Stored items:
┌──

//! `vmess://` share links handed to end users.

use base64::{engine::general_purpose::STANDARD, Engine as _};
use serde::Serialize;

const SCHEME: &str = "vmess://";

/// Client-side VMess profile, fields in alphabetical order.
#[derive(Debug, Clone, Serialize)]
struct VmessProfile<'a> {
    add: &'a str,
    aid: &'a str,
    alpn: &'a str,
    fp: &'a str,
    host: &'a str,
    id: &'a str,
    net: &'a str,
    path: &'a str,
    port: String,
    ps: &'a str,
    scy: &'a str,
    sni: &'a str,
    tls: &'a str,
    #[serde(rename = "type")]
    kind: &'a str,
    v: &'a str,
}

/// Plain TCP VMess link for `address:port` authenticated as `client_id`.
/// `remark` is what clients show as the profile name.
pub fn vmess_link(
    address: &str,
    port: u16,
    client_id: &str,
    remark: &str,
) -> Result<String, serde_json::Error> {
    let profile = VmessProfile {
        add: address,
        aid: "0",
        alpn: "",
        fp: "",
        host: "",
        id: client_id,
        net: "tcp",
        path: "",
        port: port.to_string(),
        ps: remark,
        scy: "auto",
        sni: "",
        tls: "",
        kind: "none",
        v: "2",
    };
    let json = serde_json::to_vec(&profile)?;
    Ok(format!("{}{}", SCHEME, STANDARD.encode(json)))
}

#[cfg(test)]
mod tests {
    use super::*;

    fn decode(link: &str) -> serde_json::Value {
        let payload = link.strip_prefix(SCHEME).expect("vmess scheme");
        let raw = STANDARD.decode(payload).expect("base64 payload");
        serde_json::from_slice(&raw).expect("json payload")
    }

    #[test]
    fn test_vmess_link_carries_endpoint() {
        let id = "6f1c0c1e-0000-4000-8000-000000000001";
        let link = vmess_link("203.0.113.5", 10086, id, "Paris 2").unwrap();
        assert!(link.starts_with("vmess://"));

        let v = decode(&link);
        assert_eq!(v["add"], "203.0.113.5");
        assert_eq!(v["port"], "10086");
        assert_eq!(v["id"], "6f1c0c1e-0000-4000-8000-000000000001");
        assert_eq!(v["ps"], "Paris 2");
        assert_eq!(v["net"], "tcp");
        assert_eq!(v["type"], "none");
        assert_eq!(v["aid"], "0");
        assert_eq!(v["v"], "2");
    }
}
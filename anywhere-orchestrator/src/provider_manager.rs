use std::sync::Arc;

use anywhere_providers::CloudProvider;

use crate::settings::Settings;

pub struct ProviderManager;

impl ProviderManager {
    /// Builds the provider named by `name`. Only providers compiled in through
    /// cargo features are available.
    #[cfg_attr(
        not(any(feature = "provider-mock", feature = "provider-scaleway")),
        allow(unused_variables)
    )]
    pub fn get_provider(name: &str, settings: &Settings) -> anyhow::Result<Arc<dyn CloudProvider>> {
        match name.to_lowercase().as_str() {
            #[cfg(feature = "provider-mock")]
            "mock" => {
                tracing::info!(regions = settings.regions.len(), "mock provider configured");
                Ok(Arc::new(anywhere_providers::mock::MockProvider::simulated()))
            }
            #[cfg(feature = "provider-scaleway")]
            "scaleway" => {
                let project_id = std::env::var("SCALEWAY_PROJECT_ID")
                    .map(|s| s.trim().to_string())
                    .unwrap_or_default();
                // *_FILE first (Docker/K8s secrets), then the plain env var.
                let secret_key = std::env::var("SCALEWAY_SECRET_KEY_FILE")
                    .ok()
                    .and_then(|path| std::fs::read_to_string(path).ok())
                    .or_else(|| std::env::var("SCALEWAY_SECRET_KEY").ok())
                    .map(|s| s.trim().to_string())
                    .unwrap_or_default();
                if project_id.is_empty() || secret_key.is_empty() {
                    anyhow::bail!(
                        "scaleway provider needs SCALEWAY_PROJECT_ID and SCALEWAY_SECRET_KEY"
                    );
                }
                let provider =
                    anywhere_providers::scaleway::ScalewayProvider::new(project_id, secret_key)?;
                tracing::info!(regions = settings.regions.len(), "scaleway provider configured");
                Ok(Arc::new(provider))
            }
            other => anyhow::bail!("unknown or disabled provider {:?}", other),
        }
    }
}
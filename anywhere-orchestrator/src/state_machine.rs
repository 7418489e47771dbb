use anywhere_common::InstanceStatus;
use anywhere_providers::inventory::CloudState;
use uuid::Uuid;

use crate::store::{InventoryStore, StoreError};

use InstanceStatus::*;

async fn apply(
    store: &dyn InventoryStore,
    uuid: Uuid,
    from: &[InstanceStatus],
    to: InstanceStatus,
    address: Option<&str>,
    reason: &str,
) -> Result<bool, StoreError> {
    let moved = store.transition(uuid, from, to, address).await?;
    if moved {
        tracing::info!(instance_uuid = %uuid, to = %to, reason, "state transition");
    } else {
        tracing::warn!(
            instance_uuid = %uuid,
            to = %to,
            expected = ?from,
            "transition skipped: record not in expected state"
        );
    }
    Ok(moved)
}

/// PENDING -> CREATING (idempotent).
pub async fn pending_to_creating(
    store: &dyn InventoryStore,
    uuid: Uuid,
) -> Result<bool, StoreError> {
    apply(store, uuid, &[Pending], Creating, None, "creation workflow started").await
}

/// CREATING -> RUNNING with the observed address.
/// Also accepts RUNNING when the reconciler got there first, so the address still lands.
pub async fn creating_to_running(
    store: &dyn InventoryStore,
    uuid: Uuid,
    address: &str,
) -> Result<bool, StoreError> {
    apply(store, uuid, &[Creating, Running], Running, Some(address), "instance reachable").await
}

/// Any live state -> DELETING. Re-requesting a stuck teardown is allowed.
pub async fn to_deleting(store: &dyn InventoryStore, uuid: Uuid) -> Result<bool, StoreError> {
    apply(
        store,
        uuid,
        &[Pending, Creating, Running, Deleting, Error],
        Deleting,
        None,
        "delete requested",
    )
    .await
}

/// CREATING/RUNNING/DELETING -> ERROR. Error is never left automatically.
pub async fn to_error(
    store: &dyn InventoryStore,
    uuid: Uuid,
    reason: &str,
) -> Result<bool, StoreError> {
    apply(store, uuid, &[Creating, Running, Deleting], Error, None, reason).await
}

/// -> DELETED, soft-deleting the record.
pub async fn to_deleted(
    store: &dyn InventoryStore,
    uuid: Uuid,
    reason: &str,
) -> Result<bool, StoreError> {
    let deleted = store.soft_delete(uuid).await?;
    if deleted {
        tracing::info!(instance_uuid = %uuid, to = %Deleted, reason, "state transition");
    }
    Ok(deleted)
}

/// Record status implied by what the provider reports.
pub fn status_from_cloud(state: &CloudState) -> InstanceStatus {
    match state {
        CloudState::Pending => Creating,
        CloudState::Running => Running,
        CloudState::Stopping | CloudState::ShuttingDown => Deleting,
        CloudState::Stopped | CloudState::Terminated => Deleted,
        CloudState::Unknown(_) => Error,
    }
}

#[cfg(test)]
mod tests {
    use super::*;
    use crate::store::MemoryStore;
    use anywhere_common::NewInstance;

    #[test]
    fn test_cloud_state_mapping() {
        assert_eq!(status_from_cloud(&CloudState::Pending), Creating);
        assert_eq!(status_from_cloud(&CloudState::Running), Running);
        assert_eq!(status_from_cloud(&CloudState::ShuttingDown), Deleting);
        assert_eq!(status_from_cloud(&CloudState::Stopped), Deleted);
        assert_eq!(status_from_cloud(&CloudState::Unknown("locked".into())), Error);
    }

    #[tokio::test]
    async fn test_error_is_not_reachable_from_pending() {
        let store = MemoryStore::new();
        let id = Uuid::new_v4();
        store.create(NewInstance::pending(id, "fr-par-1")).await.unwrap();

        assert!(!to_error(&store, id, "boom").await.unwrap());
        assert!(pending_to_creating(&store, id).await.unwrap());
        assert!(!pending_to_creating(&store, id).await.unwrap());
        assert!(to_error(&store, id, "boom").await.unwrap());
        // error -> running never happens on its own
        assert!(!creating_to_running(&store, id, "203.0.113.1").await.unwrap());
    }

    #[tokio::test]
    async fn test_deleted_is_terminal() {
        let store = MemoryStore::new();
        let id = Uuid::new_v4();
        store.create(NewInstance::pending(id, "fr-par-1")).await.unwrap();

        assert!(to_deleting(&store, id).await.unwrap());
        assert!(to_deleted(&store, id, "terminated").await.unwrap());
        assert!(!to_deleting(&store, id).await.unwrap());
        assert!(!to_error(&store, id, "late failure").await.unwrap());
    }
}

└──

Exercise brief:
Extract every line containing the string "decode" from the data above.

Result:
    fn decode(link: &str) -> serde_json::Value {
        let raw = STANDARD.decode(payload).expect("base64 payload");
        let v = decode(&link);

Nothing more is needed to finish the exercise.